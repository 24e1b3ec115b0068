//! Field validators shared by entity payloads.

use validator::ValidationError;

/// Lowercase ascii letters, digits and single dashes, e.g. `rust-for-beginners`.
pub fn validate_slug(slug: &str) -> Result<(), ValidationError> {
    let well_formed = !slug.is_empty()
        && slug.len() <= 120
        && !slug.starts_with('-')
        && !slug.ends_with('-')
        && !slug.contains("--")
        && slug
            .chars()
            .all(|c| c.is_ascii_lowercase() || c.is_ascii_digit() || c == '-');

    if well_formed {
        Ok(())
    } else {
        Err(ValidationError::new("slug"))
    }
}

/// Quiz questions need at least two non-blank options.
pub fn validate_options(options: &[String]) -> Result<(), ValidationError> {
    if options.len() < 2 || options.iter().any(|o| o.trim().is_empty()) {
        return Err(ValidationError::new("options"));
    }
    Ok(())
}

#[cfg(test)]
mod test {
    use super::*;

    #[test]
    fn slug_test() {
        assert!(validate_slug("rust-101").is_ok());
        assert!(validate_slug("a").is_ok());
        assert!(validate_slug("").is_err());
        assert!(validate_slug("Rust").is_err());
        assert!(validate_slug("-rust").is_err());
        assert!(validate_slug("rust-").is_err());
        assert!(validate_slug("rust--101").is_err());
        assert!(validate_slug("rust 101").is_err());
    }

    #[test]
    fn options_test() {
        let two = vec![String::from("yes"), String::from("no")];
        assert!(validate_options(&two).is_ok());
        assert!(validate_options(&two[..1]).is_err());
        assert!(validate_options(&[String::from("a"), String::from(" ")]).is_err());
    }
}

= = = = = = =

# EXERCISE GOAL:
Retype every line of the data above exactly.

# ANSWER TO THIS TASK:
repository 24e1b3ec115b0068
//! Field validators shared by entity payloads.

use validator::ValidationError;

/// Lowercase ascii letters, digits and single dashes, e.g. `rust-for-beginners`.
pub fn validate_slug(slug: &str) -> Result<(), ValidationError> {
    let well_formed = !slug.is_empty()
        && slug.len() <= 120
        && !slug.starts_with('-')
        && !slug.ends_with('-')
        && !slug.contains("--")
        && slug
            .chars()
            .all(|c| c.is_ascii_lowercase() || c.is_ascii_digit() || c == '-');

    if well_formed {
        Ok(())
    } else {
        Err(ValidationError::new("slug"))
    }
}

/// Quiz questions need at least two non-blank options.
pub fn validate_options(options: &[String]) -> Result<(), ValidationError> {
    if options.len() < 2 || options.iter().any(|o| o.trim().is_empty()) {
        return Err(ValidationError::new("options"));
    }
    Ok(())
}

#[cfg(test)]
mod test {
    use super::*;

    #[test]
    fn slug_test() {
        assert!(validate_slug("rust-101").is_ok());
        assert!(validate_slug("a").is_ok());
        assert!(validate_slug("").is_err());
        assert!(validate_slug("Rust").is_err());
        assert!(validate_slug("-rust").is_err());
        assert!(validate_slug("rust-").is_err());
        assert!(validate_slug("rust--101").is_err());
        assert!(validate_slug("rust 101").is_err());
    }

    #[test]
    fn options_test() {
        let two = vec![String::from("yes"), String::from("no")];
        assert!(validate_options(&two).is_ok());
        assert!(validate_options(&two[..1]).is_err());
        assert!(validate_options(&[String::from("a"), String::from(" ")]).is_err());
    }
}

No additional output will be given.